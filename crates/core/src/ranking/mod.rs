//! Result ranking and pagination engine.
//!
//! Pure functions over an in-memory result set: stable sorting by a chosen
//! field/direction and fixed-size page slicing. The displayed set is always
//! a pure function of (raw results, sort state, page state) — nothing here
//! mutates, drops, or duplicates source entries.

mod session;

pub use session::{PageView, SearchSession, SessionEvent};

use serde::{Deserialize, Serialize};
use std::cmp::Ordering;

use crate::searcher::TorrentResult;

/// Number of results per page.
pub const PAGE_SIZE: usize = 50;

/// Sortable fields of a torrent result.
#[derive(Debug, Clone, Copy, Serialize, Deserialize, PartialEq, Eq)]
#[serde(rename_all = "snake_case")]
pub enum SortField {
    Title,
    Size,
    Seeders,
    Peers,
    PublishDate,
    Category,
    Indexer,
}

/// Sort direction.
#[derive(Debug, Clone, Copy, Serialize, Deserialize, PartialEq, Eq)]
#[serde(rename_all = "snake_case")]
pub enum SortDirection {
    Ascending,
    Descending,
}

/// Current sort selection.
#[derive(Debug, Clone, Copy, Serialize, Deserialize, PartialEq, Eq)]
pub struct SortState {
    pub field: SortField,
    pub direction: SortDirection,
}

impl SortState {
    /// Default ordering for fresh search results: seeders, descending.
    pub fn default_for_results() -> Self {
        Self {
            field: SortField::Seeders,
            direction: SortDirection::Descending,
        }
    }

    /// Apply a sort request: the same field flips direction, a new field
    /// resets to ascending.
    pub fn toggle(self, field: SortField) -> Self {
        if self.field == field {
            Self {
                field,
                direction: match self.direction {
                    SortDirection::Ascending => SortDirection::Descending,
                    SortDirection::Descending => SortDirection::Ascending,
                },
            }
        } else {
            Self {
                field,
                direction: SortDirection::Ascending,
            }
        }
    }
}

impl Default for SortState {
    fn default() -> Self {
        Self::default_for_results()
    }
}

/// Current page selection. Pages are 1-based.
#[derive(Debug, Clone, Copy, Serialize, Deserialize, PartialEq, Eq)]
pub struct PageState {
    pub page: usize,
    pub page_size: usize,
}

impl PageState {
    pub fn first() -> Self {
        Self {
            page: 1,
            page_size: PAGE_SIZE,
        }
    }

    /// Total pages for a result count (at least 1, so page 1 is always valid).
    pub fn total_pages(&self, total: usize) -> usize {
        total.div_ceil(self.page_size).max(1)
    }

    /// Clamp a requested page into `[1, total_pages]`.
    pub fn clamp(&self, page: usize, total: usize) -> usize {
        page.clamp(1, self.total_pages(total))
    }
}

impl Default for PageState {
    fn default() -> Self {
        Self::first()
    }
}

/// Compare two results on one field with native ordering: numeric for
/// numeric fields, case-insensitive lexicographic for strings, chronological
/// for dates (absent dates order first).
fn compare_field(a: &TorrentResult, b: &TorrentResult, field: SortField) -> Ordering {
    match field {
        SortField::Title => a.title.to_lowercase().cmp(&b.title.to_lowercase()),
        SortField::Size => a.size_bytes.cmp(&b.size_bytes),
        SortField::Seeders => a.seeders.cmp(&b.seeders),
        SortField::Peers => a.peers.cmp(&b.peers),
        SortField::PublishDate => a.publish_date.cmp(&b.publish_date),
        SortField::Category => option_str_key(&a.category).cmp(&option_str_key(&b.category)),
        SortField::Indexer => a.indexer.to_lowercase().cmp(&b.indexer.to_lowercase()),
    }
}

fn option_str_key(s: &Option<String>) -> Option<String> {
    s.as_ref().map(|s| s.to_lowercase())
}

/// Sort a result set by the given field and direction.
///
/// Returns a new ordered sequence; the sort is stable, so records with equal
/// keys retain their relative input order.
pub fn sort_results(
    results: &[TorrentResult],
    field: SortField,
    direction: SortDirection,
) -> Vec<TorrentResult> {
    let mut sorted = results.to_vec();
    sorted.sort_by(|a, b| {
        let ord = compare_field(a, b, field);
        match direction {
            SortDirection::Ascending => ord,
            SortDirection::Descending => ord.reverse(),
        }
    });
    sorted
}

/// Slice one page out of a result set: `[(page-1)*size, page*size)`.
///
/// Callers are expected to clamp the page via `PageState::clamp` first; an
/// out-of-range page yields an empty slice rather than panicking.
pub fn paginate<T>(results: &[T], page: usize, page_size: usize) -> &[T] {
    if page == 0 || page_size == 0 {
        return &[];
    }
    let start = (page - 1).saturating_mul(page_size);
    if start >= results.len() {
        return &[];
    }
    let end = (start + page_size).min(results.len());
    &results[start..end]
}
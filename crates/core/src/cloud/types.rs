//! Types for the cloud storage system.

use async_trait::async_trait;
use chrono::{DateTime, Utc};
use serde::{Deserialize, Serialize};
use thiserror::Error;

/// Lifecycle state of a cloud transfer task.
///
/// Closed enum: phases the server reports that we don't recognize map to
/// `Other` (and get logged) rather than passing through untyped.
#[derive(Debug, Clone, Copy, Serialize, Deserialize, PartialEq, Eq)]
#[serde(rename_all = "snake_case")]
pub enum TaskPhase {
    Running,
    Complete,
    Error,
    Other,
}

/// An offline-download task on the cloud account.
///
/// Task lists are replaced wholesale on every refresh; there is no
/// client-side merge or diff.
#[derive(Debug, Clone, Serialize, Deserialize)]
pub struct CloudTask {
    pub id: String,
    pub name: String,
    pub phase: TaskPhase,
    /// Percent progress, 0-100.
    pub progress: u8,
    #[serde(default, skip_serializing_if = "Option::is_none")]
    pub file_size: Option<u64>,
}

/// Kind of a cloud file entry.
#[derive(Debug, Clone, Copy, Serialize, Deserialize, PartialEq, Eq)]
#[serde(rename_all = "snake_case")]
pub enum FileKind {
    File,
    Folder,
}

/// A file or folder on the cloud account.
#[derive(Debug, Clone, Serialize, Deserialize)]
pub struct CloudFile {
    pub id: String,
    pub kind: FileKind,
    pub name: String,
    pub size: u64,
    #[serde(default, skip_serializing_if = "Option::is_none")]
    pub created_at: Option<DateTime<Utc>>,
}

impl CloudFile {
    pub fn is_folder(&self) -> bool {
        self.kind == FileKind::Folder
    }
}

/// The authenticated cloud account.
#[derive(Debug, Clone, Serialize, Deserialize)]
pub struct UserProfile {
    pub username: String,
    pub user_id: String,
}

/// Acknowledgement for a submitted offline download.
#[derive(Debug, Clone, Serialize, Deserialize)]
pub struct TransferReceipt {
    /// The created task, when the server reports one.
    #[serde(default, skip_serializing_if = "Option::is_none")]
    pub task: Option<CloudTask>,
}

/// A resolved direct-download link for a cloud file.
#[derive(Debug, Clone)]
pub struct ResolvedDownload {
    pub name: String,
    pub url: String,
}

/// Errors that can occur against the cloud service.
#[derive(Debug, Error)]
pub enum CloudError {
    #[error("Authentication failed: {0}")]
    Auth(String),

    #[error("{message}")]
    Api { status: u16, message: String },

    #[error("Failed to parse cloud response: {0}")]
    Parse(String),

    #[error("Cloud connection failed: {0}")]
    ConnectionFailed(String),

    #[error("Request timeout")]
    Timeout,
}

/// Trait for session-authenticated cloud storage backends.
#[async_trait]
pub trait CloudClient: Send + Sync {
    /// Backend name for logging.
    fn name(&self) -> &str;

    /// Fetch the authenticated user's profile.
    async fn get_user(&self) -> Result<UserProfile, CloudError>;

    /// Submit a URL (typically a magnet link) for offline download.
    async fn add_download(
        &self,
        url: &str,
        name: Option<&str>,
    ) -> Result<TransferReceipt, CloudError>;

    /// List offline-download tasks.
    async fn get_tasks(&self) -> Result<Vec<CloudTask>, CloudError>;

    /// List files under a folder (root when `parent_id` is `None`).
    async fn get_files(&self, parent_id: Option<&str>) -> Result<Vec<CloudFile>, CloudError>;

    /// Resolve a direct download link for a file.
    async fn download_url(&self, file_id: &str) -> Result<ResolvedDownload, CloudError>;
}

#[cfg(test)]
mod tests {
    use super::*;

    #[test]
    fn test_api_error_displays_server_message_verbatim() {
        let err = CloudError::Api {
            status: 500,
            message: "task limit reached".to_string(),
        };
        assert_eq!(err.to_string(), "task limit reached");
    }

    #[test]
    fn test_cloud_task_serialization() {
        let task = CloudTask {
            id: "t1".to_string(),
            name: "Big Buck Bunny".to_string(),
            phase: TaskPhase::Running,
            progress: 42,
            file_size: Some(1024),
        };

        let json = serde_json::to_string(&task).unwrap();
        assert!(json.contains("\"running\""));

        let parsed: CloudTask = serde_json::from_str(&json).unwrap();
        assert_eq!(parsed.progress, 42);
        assert_eq!(parsed.phase, TaskPhase::Running);
    }

    #[test]
    fn test_cloud_file_is_folder() {
        let folder = CloudFile {
            id: "f1".to_string(),
            kind: FileKind::Folder,
            name: "Movies".to_string(),
            size: 0,
            created_at: None,
        };
        assert!(folder.is_folder());

        let file = CloudFile {
            kind: FileKind::File,
            ..folder
        };
        assert!(!file.is_folder());
    }
}
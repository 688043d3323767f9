use figment::{
    providers::{Env, Format, Toml},
    Figment,
};
use std::path::Path;

use super::{types::Config, ConfigError};

/// Load configuration from file with environment variable overrides
pub fn load_config(path: &Path) -> Result<Config, ConfigError> {
    if !path.exists() {
        return Err(ConfigError::FileNotFound(path.display().to_string()));
    }

    let config: Config = Figment::new()
        .merge(Toml::file(path))
        .merge(Env::prefixed("MAGNETCLOUD_").split("_"))
        .extract()
        .map_err(|e| ConfigError::ParseError(e.to_string()))?;

    Ok(config)
}

/// Load configuration from TOML string (useful for testing)
pub fn load_config_from_str(toml_str: &str) -> Result<Config, ConfigError> {
    toml::from_str(toml_str).map_err(|e| ConfigError::ParseError(e.to_string()))
}
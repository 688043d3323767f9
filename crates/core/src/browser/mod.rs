//! Cloud file browser navigation.
//!
//! Navigation is a breadcrumb stack of {id, name} pairs, not a persisted
//! tree: entering a folder pushes, going up pops and re-fetches, and the
//! empty stack means the account root. Selecting a non-folder entry is not
//! a navigation transition; callers resolve it to a direct download link.

use std::sync::Arc;

use serde::{Deserialize, Serialize};
use tokio::sync::RwLock;

use crate::cloud::{CloudClient, CloudError, CloudFile};

/// One level of the navigation path.
#[derive(Debug, Clone, Serialize, Deserialize, PartialEq, Eq)]
pub struct Breadcrumb {
    pub id: String,
    pub name: String,
}

/// Breadcrumb-stack navigator over a cloud client.
pub struct FileBrowser {
    cloud: Arc<dyn CloudClient>,
    path: RwLock<Vec<Breadcrumb>>,
}

impl FileBrowser {
    /// Create a browser positioned at the root.
    pub fn new(cloud: Arc<dyn CloudClient>) -> Self {
        Self {
            cloud,
            path: RwLock::new(Vec::new()),
        }
    }

    /// Current breadcrumb stack, root-first.
    pub async fn path(&self) -> Vec<Breadcrumb> {
        self.path.read().await.clone()
    }

    /// List the folder the browser is currently in.
    pub async fn list_current(&self) -> Result<Vec<CloudFile>, CloudError> {
        let parent = {
            let path = self.path.read().await;
            path.last().map(|crumb| crumb.id.clone())
        };
        self.cloud.get_files(parent.as_deref()).await
    }

    /// Navigate into a folder: fetch its children, then push the crumb.
    ///
    /// Fetch-before-push keeps the stack unchanged when the fetch fails.
    pub async fn enter(
        &self,
        folder_id: &str,
        name: &str,
    ) -> Result<Vec<CloudFile>, CloudError> {
        let files = self.cloud.get_files(Some(folder_id)).await?;
        let mut path = self.path.write().await;
        path.push(Breadcrumb {
            id: folder_id.to_string(),
            name: name.to_string(),
        });
        Ok(files)
    }

    /// Navigate up one level and re-fetch.
    ///
    /// From depth 1 this returns to the root: an empty stack, never a
    /// dangling crumb with an undefined parent.
    pub async fn up(&self) -> Result<Vec<CloudFile>, CloudError> {
        let parent = {
            let mut path = self.path.write().await;
            path.pop();
            path.last().map(|crumb| crumb.id.clone())
        };
        self.cloud.get_files(parent.as_deref()).await
    }

    /// Clear the stack and fetch the root listing.
    pub async fn to_root(&self) -> Result<Vec<CloudFile>, CloudError> {
        {
            let mut path = self.path.write().await;
            path.clear();
        }
        self.cloud.get_files(None).await
    }
}
#[tokio::test]
async fn test_search_without_backend_is_unavailable() {
    let fixture = TestFixture::with_config(TestConfig {
        with_searcher: false,
        ..Default::default()
    })
    .await;

    let response = fixture.get("/api/search?q=bunny").await;
    assert_eq!(response.status, StatusCode::SERVICE_UNAVAILABLE);
}

// =============================================================================
// Ranking and pagination over the session
// =============================================================================

#[tokio::test]
async fn test_results_sort_toggle_contract() {
    let fixture = TestFixture::new().await;
    fixture
        .searcher
        .set_results(vec![
            MockSearcher::result("a", "A", 5),
            MockSearcher::result("b", "B", 50),
            MockSearcher::result("c", "C", 10),
        ])
        .await;
    fixture.get("/api/search?q=bunny").await;

    // Default after fetch: seeders descending.
    let response = fixture.get("/api/results").await;
    assert_eq!(response.body["sort"]["field"], "seeders");
    assert_eq!(response.body["sort"]["direction"], "descending");

    // Sorting the active field flips the direction.
    let response = fixture.get("/api/results?sort=seeders").await;
    assert_eq!(response.body["sort"]["direction"], "ascending");
    assert_eq!(response.body["results"][0]["seeders"], 5);

    // Sorting a new field resets to ascending.
    let response = fixture.get("/api/results?sort=size").await;
    assert_eq!(response.body["sort"]["field"], "size");
    assert_eq!(response.body["sort"]["direction"], "ascending");
}

#[tokio::test]
async fn test_results_pagination_slices_and_clamps() {
    let fixture = TestFixture::new().await;
    let results: Vec<_> = (0..120)
        .map(|i| MockSearcher::result(&format!("id{}", i), "T", i))
        .collect();
    fixture.searcher.set_results(results).await;
    fixture.get("/api/search?q=bunny").await;

    let response = fixture.get("/api/results?page=2").await;
    assert_eq!(response.body["page"], 2);
    assert_eq!(response.body["total_pages"], 3);
    assert_eq!(response.body["total"], 120);
    assert_eq!(response.body["results"].as_array().unwrap().len(), 50);

    let response = fixture.get("/api/results?page=99").await;
    assert_eq!(response.body["page"], 3);
    assert_eq!(response.body["results"].as_array().unwrap().len(), 20);
}

#[tokio::test]
async fn test_new_search_resets_sort_and_page() {
    let fixture = TestFixture::new().await;
    let results: Vec<_> = (0..60)
        .map(|i| MockSearcher::result(&format!("id{}", i), "T", i))
        .collect();
    fixture.searcher.set_results(results).await;

    fixture.get("/api/search?q=first").await;
    fixture.get("/api/results?sort=size").await;
    fixture.get("/api/results?page=2").await;

    fixture.get("/api/search?q=second").await;
    let response = fixture.get("/api/results").await;
    assert_eq!(response.body["query"], "second");
    assert_eq!(response.body["page"], 1);
    assert_eq!(response.body["sort"]["field"], "seeders");
    assert_eq!(response.body["sort"]["direction"], "descending");
}

// =============================================================================
// Cloud account
// =============================================================================

#[tokio::test]
async fn test_get_user() {
    let fixture = TestFixture::new().await;
    let response = fixture.get("/api/user").await;
    assert_eq!(response.status, StatusCode::OK);
    assert_eq!(response.body["username"], "mock-user");
    assert_eq!(response.body["user_id"], "mock-id");
}

#[tokio::test]
async fn test_get_user_session_expired() {
    let fixture = TestFixture::new().await;
    fixture.cloud.set_profile(None).await;

    let response = fixture.get("/api/user").await;
    assert_eq!(response.status, StatusCode::UNAUTHORIZED);
    assert_eq!(response.body["error"], "Session expired");
}

#[tokio::test]
async fn test_cloud_endpoints_unavailable_without_backend() {
    let fixture = TestFixture::with_config(TestConfig {
        with_cloud: false,
        ..Default::default()
    })
    .await;

    for path in ["/api/user", "/api/tasks", "/api/files", "/api/transfers"] {
        let response = fixture.get(path).await;
        assert_eq!(
            response.status,
            StatusCode::SERVICE_UNAVAILABLE,
            "expected 503 for {}",
            path
        );
    }
}

#[tokio::test]
async fn test_add_download() {
    let fixture = TestFixture::new().await;

    let response = fixture
        .post(
            "/api/download",
            json!({"url": "magnet:?xt=urn:btih:abc123", "name": "Bunny"}),
        )
        .await;

    assert_eq!(response.status, StatusCode::OK);
    assert_eq!(response.body["success"], true);
    assert!(response.body["task"]["id"].is_string());

    let recorded = fixture.cloud.recorded_downloads().await;
    assert_eq!(recorded.len(), 1);
    assert_eq!(recorded[0].0, "magnet:?xt=urn:btih:abc123");
    assert_eq!(recorded[0].1.as_deref(), Some("Bunny"));
}

#[tokio::test]
async fn test_add_download_requires_url() {
    let fixture = TestFixture::new().await;

    let response = fixture.post("/api/download", json!({"url": ""})).await;
    assert_eq!(response.status, StatusCode::BAD_REQUEST);
    assert_eq!(response.body["error"], "No URL provided");
}

#[tokio::test]
async fn test_add_download_rate_limited_per_ip() {
    let fixture = TestFixture::new().await;

    let first = fixture
        .post("/api/download", json!({"url": "magnet:?xt=urn:btih:a"}))
        .await;
    assert_eq!(first.status, StatusCode::OK);

    let second = fixture
        .post("/api/download", json!({"url": "magnet:?xt=urn:btih:b"}))
        .await;
    assert_eq!(second.status, StatusCode::TOO_MANY_REQUESTS);
    let message = second.body["error"].as_str().unwrap();
    assert!(message.starts_with("Rate limit exceeded"), "{}", message);

    // The rejected submission never reached the cloud.
    assert_eq!(fixture.cloud.recorded_downloads().await.len(), 1);
}

#[tokio::test]
async fn test_get_tasks_passthrough() {
    let fixture = TestFixture::new().await;
    fixture
        .cloud
        .set_tasks(vec![
            task("t1", TaskPhase::Running),
            task("t2", TaskPhase::Complete),
        ])
        .await;

    let response = fixture.get("/api/tasks").await;
    assert_eq!(response.status, StatusCode::OK);

    let tasks = response.body["tasks"].as_array().unwrap();
    assert_eq!(tasks.len(), 2);
    assert_eq!(tasks[0]["phase"], "running");
    assert_eq!(tasks[1]["phase"], "complete");
}

#[tokio::test]
async fn test_cloud_error_message_surfaces_verbatim() {
    let fixture = TestFixture::new().await;
    fixture
        .cloud
        .set_next_error(CloudError::Api {
            status: 429,
            message: "task limit reached".to_string(),
        })
        .await;

    let response = fixture.get("/api/tasks").await;
    assert_eq!(response.status, StatusCode::BAD_GATEWAY);
    assert_eq!(response.body["error"], "task limit reached");
}

#[tokio::test]
async fn test_get_files_passthrough() {
    let fixture = TestFixture::new().await;
    fixture
        .cloud
        .set_files(Some("movies"), vec![folder("hd", "HD")])
        .await;

    let response = fixture.get("/api/files?parent_id=movies").await;
    assert_eq!(response.status, StatusCode::OK);
    let files = response.body["files"].as_array().unwrap();
    assert_eq!(files.len(), 1);
    assert_eq!(files[0]["kind"], "folder");

    let listings = fixture.cloud.recorded_file_listings().await;
    assert_eq!(listings.last().unwrap().as_deref(), Some("movies"));
}

// =============================================================================
// Transfer monitor lifecycle
// =============================================================================

#[tokio::test]
async fn test_transfers_watch_lifecycle() {
    let fixture = TestFixture::new().await;
    fixture
        .cloud
        .set_tasks(vec![task("t1", TaskPhase::Running)])
        .await;

    let response = fixture.post_empty("/api/transfers/watch").await;
    assert_eq!(response.status, StatusCode::OK);
    assert_eq!(response.body["watching"], true);

    // Give the poll loop a few ticks.
    tokio::time::sleep(std::time::Duration::from_millis(60)).await;

    let response = fixture.get("/api/transfers").await;
    assert_eq!(response.body["watching"], true);
    assert_eq!(response.body["tasks"].as_array().unwrap().len(), 1);

    let response = fixture.delete("/api/transfers/watch").await;
    assert_eq!(response.body["watching"], false);

    // No further polls after close.
    tokio::time::sleep(std::time::Duration::from_millis(40)).await;
    let calls_after_stop = fixture.cloud.get_tasks_calls();
    tokio::time::sleep(std::time::Duration::from_millis(60)).await;
    assert_eq!(fixture.cloud.get_tasks_calls(), calls_after_stop);
}

#[tokio::test]
async fn test_transfers_snapshot_survives_poll_failure() {
    let fixture = TestFixture::new().await;
    fixture
        .cloud
        .set_tasks(vec![task("t1", TaskPhase::Running)])
        .await;

    fixture.post_empty("/api/transfers/watch").await;
    tokio::time::sleep(std::time::Duration::from_millis(50)).await;

    fixture
        .cloud
        .set_persistent_error(|| CloudError::Timeout)
        .await;
    tokio::time::sleep(std::time::Duration::from_millis(60)).await;

    let response = fixture.get("/api/transfers").await;
    assert_eq!(response.body["tasks"].as_array().unwrap().len(), 1);

    fixture.delete("/api/transfers/watch").await;
}

// =============================================================================
// File browser
// =============================================================================

#[tokio::test]
async fn test_browse_navigation_flow() {
    let fixture = TestFixture::new().await;
    fixture
        .cloud
        .set_files(None, vec![folder("movies", "Movies")])
        .await;
    fixture
        .cloud
        .set_files(Some("movies"), vec![folder("hd", "HD")])
        .await;
    fixture.cloud.set_files(Some("hd"), vec![]).await;

    let response = fixture.get("/api/browse").await;
    assert_eq!(response.status, StatusCode::OK);
    assert!(response.body["path"].as_array().unwrap().is_empty());
    assert_eq!(response.body["files"][0]["id"], "movies");

    let response = fixture
        .post("/api/browse/enter", json!({"id": "movies", "name": "Movies"}))
        .await;
    assert_eq!(response.body["path"].as_array().unwrap().len(), 1);
    assert_eq!(response.body["path"][0]["name"], "Movies");
    assert_eq!(response.body["files"][0]["id"], "hd");

    let response = fixture
        .post("/api/browse/enter", json!({"id": "hd", "name": "HD"}))
        .await;
    assert_eq!(response.body["path"].as_array().unwrap().len(), 2);

    // Up from depth 2 lands in "movies".
    let response = fixture.post_empty("/api/browse/up").await;
    assert_eq!(response.body["path"].as_array().unwrap().len(), 1);

    // Up from depth 1 returns to root: empty path, never a dangling crumb.
    let response = fixture.post_empty("/api/browse/up").await;
    assert!(response.body["path"].as_array().unwrap().is_empty());
    assert_eq!(response.body["files"][0]["id"], "movies");
}

#[tokio::test]
async fn test_browse_root_clears_path() {
    let fixture = TestFixture::new().await;
    fixture
        .cloud
        .set_files(None, vec![folder("movies", "Movies")])
        .await;
    fixture
        .cloud
        .set_files(Some("movies"), vec![folder("hd", "HD")])
        .await;
    fixture.cloud.set_files(Some("hd"), vec![]).await;

    fixture
        .post("/api/browse/enter", json!({"id": "movies", "name": "Movies"}))
        .await;
    fixture
        .post("/api/browse/enter", json!({"id": "hd", "name": "HD"}))
        .await;

    let response = fixture.post_empty("/api/browse/root").await;
    assert!(response.body["path"].as_array().unwrap().is_empty());
    assert_eq!(response.body["files"][0]["id"], "movies");
}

━━━━

* WHAT TO DO *
From the listing above, repeat exactly the lines starting at the line that includes "pub fn is_folder(&self)" and ending at the line that includes "#[derive(Debug, Clone)]", with nothing outside that span.

* RESULT OF THIS EXERCISE *
    pub fn is_folder(&self) -> bool {
        self.kind == FileKind::Folder
    }
}

/// The authenticated cloud account.
#[derive(Debug, Clone, Serialize, Deserialize)]
pub struct UserProfile {
    pub username: String,
    pub user_id: String,
}

/// Acknowledgement for a submitted offline download.
#[derive(Debug, Clone, Serialize, Deserialize)]
pub struct TransferReceipt {
    /// The created task, when the server reports one.
    #[serde(default, skip_serializing_if = "Option::is_none")]
    pub task: Option<CloudTask>,
}

/// A resolved direct-download link for a cloud file.
#[derive(Debug, Clone)]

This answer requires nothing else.